▶ TASK OBJECTIVE: For each line of the data below, copy it if it holds the word "Clone".

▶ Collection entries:
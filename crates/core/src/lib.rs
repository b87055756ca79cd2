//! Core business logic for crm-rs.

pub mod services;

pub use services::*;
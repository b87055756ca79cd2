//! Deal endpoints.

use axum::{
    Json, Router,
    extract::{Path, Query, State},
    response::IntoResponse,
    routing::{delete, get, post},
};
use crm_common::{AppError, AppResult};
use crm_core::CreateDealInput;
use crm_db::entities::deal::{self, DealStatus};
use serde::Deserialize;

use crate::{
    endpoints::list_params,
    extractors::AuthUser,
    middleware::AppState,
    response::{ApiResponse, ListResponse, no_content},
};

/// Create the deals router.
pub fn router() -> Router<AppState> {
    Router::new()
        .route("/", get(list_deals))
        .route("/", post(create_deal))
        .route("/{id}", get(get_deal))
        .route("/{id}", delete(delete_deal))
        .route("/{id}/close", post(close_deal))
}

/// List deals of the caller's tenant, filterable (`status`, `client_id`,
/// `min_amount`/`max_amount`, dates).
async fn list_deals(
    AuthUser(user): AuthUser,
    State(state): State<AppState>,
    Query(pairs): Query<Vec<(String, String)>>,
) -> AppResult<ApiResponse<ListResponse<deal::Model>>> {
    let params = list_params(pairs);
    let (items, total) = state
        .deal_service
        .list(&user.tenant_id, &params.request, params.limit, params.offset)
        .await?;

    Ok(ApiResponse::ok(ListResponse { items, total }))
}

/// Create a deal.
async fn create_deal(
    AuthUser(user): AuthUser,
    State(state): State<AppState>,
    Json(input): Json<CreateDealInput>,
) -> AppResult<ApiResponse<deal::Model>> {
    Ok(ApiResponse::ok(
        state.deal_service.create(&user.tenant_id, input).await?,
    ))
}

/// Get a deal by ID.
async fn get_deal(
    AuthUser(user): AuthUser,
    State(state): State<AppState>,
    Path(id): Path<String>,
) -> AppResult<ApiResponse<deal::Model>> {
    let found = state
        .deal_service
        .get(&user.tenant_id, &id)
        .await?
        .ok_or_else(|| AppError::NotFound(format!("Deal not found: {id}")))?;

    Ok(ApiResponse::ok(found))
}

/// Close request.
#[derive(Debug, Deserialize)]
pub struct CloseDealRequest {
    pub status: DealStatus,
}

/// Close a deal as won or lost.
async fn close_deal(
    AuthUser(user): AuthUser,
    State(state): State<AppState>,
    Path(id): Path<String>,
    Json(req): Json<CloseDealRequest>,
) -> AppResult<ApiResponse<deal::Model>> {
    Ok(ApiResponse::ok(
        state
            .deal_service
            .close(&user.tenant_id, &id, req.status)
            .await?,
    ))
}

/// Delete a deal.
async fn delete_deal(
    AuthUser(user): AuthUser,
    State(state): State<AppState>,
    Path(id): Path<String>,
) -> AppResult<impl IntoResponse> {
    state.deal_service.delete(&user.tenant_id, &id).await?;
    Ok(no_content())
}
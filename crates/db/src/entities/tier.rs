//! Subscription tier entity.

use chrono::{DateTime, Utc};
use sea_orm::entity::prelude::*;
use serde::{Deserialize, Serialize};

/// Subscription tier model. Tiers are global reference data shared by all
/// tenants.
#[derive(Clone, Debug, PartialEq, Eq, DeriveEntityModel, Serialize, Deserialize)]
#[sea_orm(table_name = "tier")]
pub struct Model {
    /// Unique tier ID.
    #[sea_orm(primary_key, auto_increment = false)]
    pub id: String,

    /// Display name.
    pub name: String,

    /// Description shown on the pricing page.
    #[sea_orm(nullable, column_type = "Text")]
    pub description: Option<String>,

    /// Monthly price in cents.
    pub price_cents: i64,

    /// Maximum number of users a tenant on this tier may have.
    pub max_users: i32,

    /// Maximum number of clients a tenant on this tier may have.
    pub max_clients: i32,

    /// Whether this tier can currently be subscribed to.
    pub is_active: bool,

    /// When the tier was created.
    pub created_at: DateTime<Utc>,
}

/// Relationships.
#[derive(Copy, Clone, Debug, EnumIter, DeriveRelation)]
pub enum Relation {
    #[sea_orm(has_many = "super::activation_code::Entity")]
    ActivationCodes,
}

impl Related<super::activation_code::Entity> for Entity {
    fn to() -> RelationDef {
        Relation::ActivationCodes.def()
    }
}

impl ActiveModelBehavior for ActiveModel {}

▶ ANSWER TO THE PROBLEM:
#[derive(Clone, Debug, PartialEq, Eq, DeriveEntityModel, Serialize, Deserialize)]
#[derive(Copy, Clone, Debug, EnumIter, DeriveRelation)]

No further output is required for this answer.